Traducción por Rosana Bergquist


Lamentando la nueva calamidad
Jesús murió para que pecadores heterosexuales y homosexuales fueran salvos. Jesús creó la sexualidad y tiene una voluntad clara en cuanto a cómo experimentarla con gozo y en santidad.

Su voluntad es que el hombre deje a su padre y a su madre y que los dos sean una sola carne (Marcos 10:6-9). En esta unión, la sexualidad encuentra el significado designado por Dios, ya sea en la unificación físico-personal, en la representación simbólica, en el júbilo sensual o en la procreación fructífera.

Jesús ofrece una misericordia increíble a aquellos que hayan olvidado el camino de Dios para la satisfacción sexual y hayan entrado en una relación sexual con una persona del mismo sexo, o en una relación extramatrimonial heterosexual (fornicación), o en adulterio:

«Y eso eran algunos de ustedes.

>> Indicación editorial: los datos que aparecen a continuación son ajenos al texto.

use crate::errors::{
    bad_operation, deferred_word, not_callable, not_collection, not_found, stack_underflow,
    stopped, type_mismatch, user_throw, ErrorPos, RuntimeError, RuntimeErrorKind, RuntimeResult,
};
use crate::heap::{Gc, GcBody};
use crate::natives::NativeArgs;
use crate::operators::{evaluate_binary, evaluate_neg, evaluate_not};
use crate::value::{HashTable, Hashable, Iterable, NativeId, Value};

use super::frames::CatchFrame;
use super::Runtime;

Pero ya han sido lavados, ya han sido santificados, ya han sido justificados en el nombre del Señor Jesucristo y por el Espíritu de nuestro Dios» (1 Corintios 6:11).

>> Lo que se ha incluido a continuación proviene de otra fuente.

use super::*;
use crate::code_block::CatchTable;
use crate::pos::SourcePos;
use pretty_assertions::assert_eq;

fn block(ops: Vec<Op>) -> CodeBlock {
    let mut block = CodeBlock::empty(Rc::from("test"));
    block.ops = ops.into_boxed_slice();
    block
}

fn every_op(symbols: &SymbolTable) -> Vec<Op> {
    let mut ops = vec![
        Op::Int(-42),
        Op::Long(1 << 40),
        Op::Float(1.5),
        Op::Double(-0.001),
        Op::Str(Rc::from("tab\there \"quoted\" back\\slash ; not a comment\n")),
        Op::Symbol(symbols.intern("divzero")),
        Op::None,
        Op::Lambda(0),
        Op::WordRef(3),
        Op::NativeRef(4),
        Op::LoadLocal(1),
        Op::StoreLocal(2),
        Op::LoadClosure(0),
        Op::StoreClosure(1),
        Op::LoadGlobal(7),
        Op::StoreGlobal(7),
        Op::LoadConst(2),
        Op::SetConst(2),
        Op::GetProp(0),
        Op::SetProp(0),
        Op::CallWord(9),
        Op::CallNative(1),
        Op::Call,
        Op::Recurse,
        Op::Dup,
        Op::Drop,
        Op::Swap,
        Op::Over,
        Op::Rot,
        Op::Not,
        Op::Neg,
        Op::Jump(0),
        Op::JumpIfFalse(5),
        Op::JumpIfTrue(6),
        Op::IterStart,
        Op::IterLeaveIfDone(40),
        Op::IterValue(2),
        Op::IterEnd,
        Op::NewList,
        Op::ListAppend,
        Op::NewHash,
        Op::HashAdd,
        Op::Try(0),
        Op::EndTry(12),
        Op::Throw,
        Op::Print,
    ];
    ops.extend(BinOp::ALL.into_iter().map(Op::Binary));
    ops.push(Op::End);
    ops
}

#[test]
fn round_trip_reproduces_every_instruction() {
    let symbols = SymbolTable::new();
    let ops = every_op(&symbols);
    let code = block(ops.clone());
    let text = disassemble(&code, &symbols);
    assert_eq!(assemble(&text, &symbols), Ok(ops));
}

#[test]
fn round_trip_ignores_headers_lambdas_and_notes() {
    let symbols = SymbolTable::new();
    let mut inner = block(vec![Op::LoadClosure(0), Op::Print, Op::End]);
    inner.captures = Box::new([CaptureSource::Local(0)]);
    let mut outer = block(vec![Op::Int(1), Op::StoreLocal(0), Op::Lambda(0), Op::End]);
    outer.name = Some(Rc::from("mk"));
    outer.locals = 1;
    outer.closed_locals = 1;
    outer.lambdas = Box::new([Rc::new(inner)]);
    outer.catch_tables = Box::new([CatchTable {
        entries: vec![(CatchKey::Symbol(symbols.intern("oops")), 3), (CatchKey::All, 3)],
    }]);
    outer.positions = vec![SourcePos::new(1, 1); 4].into_boxed_slice();

    let text = disassemble_with(&outer, &symbols, &|op| {
        matches!(op, Op::Lambda(_)).then(|| "closure".to_owned())
    });
    assert!(text.contains("; word mk"));
    assert!(text.contains("  ; lambda 0"));
    assert!(text.contains("; captures local 0"));
    assert!(text.contains("`oops->3 *->3"));
    assert!(text.contains("0002 lambda 0 ; closure ; @1:1"));
    assert_eq!(assemble(&text, &symbols), Ok(outer.ops.to_vec()));
}

#[test]
fn unknown_mnemonic_is_reported() {
    let symbols = SymbolTable::new();
    assert_eq!(
        assemble("0000 frobnicate", &symbols),
        Err(AsmError::UnknownMnemonic {
            line: 1,
            text: "frobnicate".to_owned()
        })
    );
}

#[test]
fn bad_operand_is_reported() {
    let symbols = SymbolTable::new();
    assert_eq!(
        assemble("0000 jmp x", &symbols),
        Err(AsmError::BadOperand {
            line: 1,
            text: "x".to_owned()
        })
    );
    assert!(matches!(
        assemble("0000 dup 3", &symbols),
        Err(AsmError::BadOperand { .. })
    ));
}

#[test]
fn instructions_must_be_in_sequence() {
    let symbols = SymbolTable::new();
    assert_eq!(
        assemble("0000 dup\n0002 drop", &symbols),
        Err(AsmError::OutOfSequence {
            line: 2,
            expected: 1,
            found: 2
        })
    );
}

#[test]
fn escape_handles_control_characters() {
    let text = escape("a\u{1b}b");
    assert_eq!(text, "a\\u{1b}b");
    assert_eq!(
        unescape(&format!("\"{text}\" rest")),
        Some(("a\u{1b}b".to_owned(), " rest"))
    );
}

Pero en este día no se ha aceptado esta salvación de nuestros actos sexuales pecaminosos. Por el contrario, hubo una institucionalización masiva del pecado.

Con una decisión de 5 a 4, el Tribunal Supremo de los Estados Unidos de América dio el fallo para que los estados no puedan prohibir el matrimonio entre personas del mismo sexo.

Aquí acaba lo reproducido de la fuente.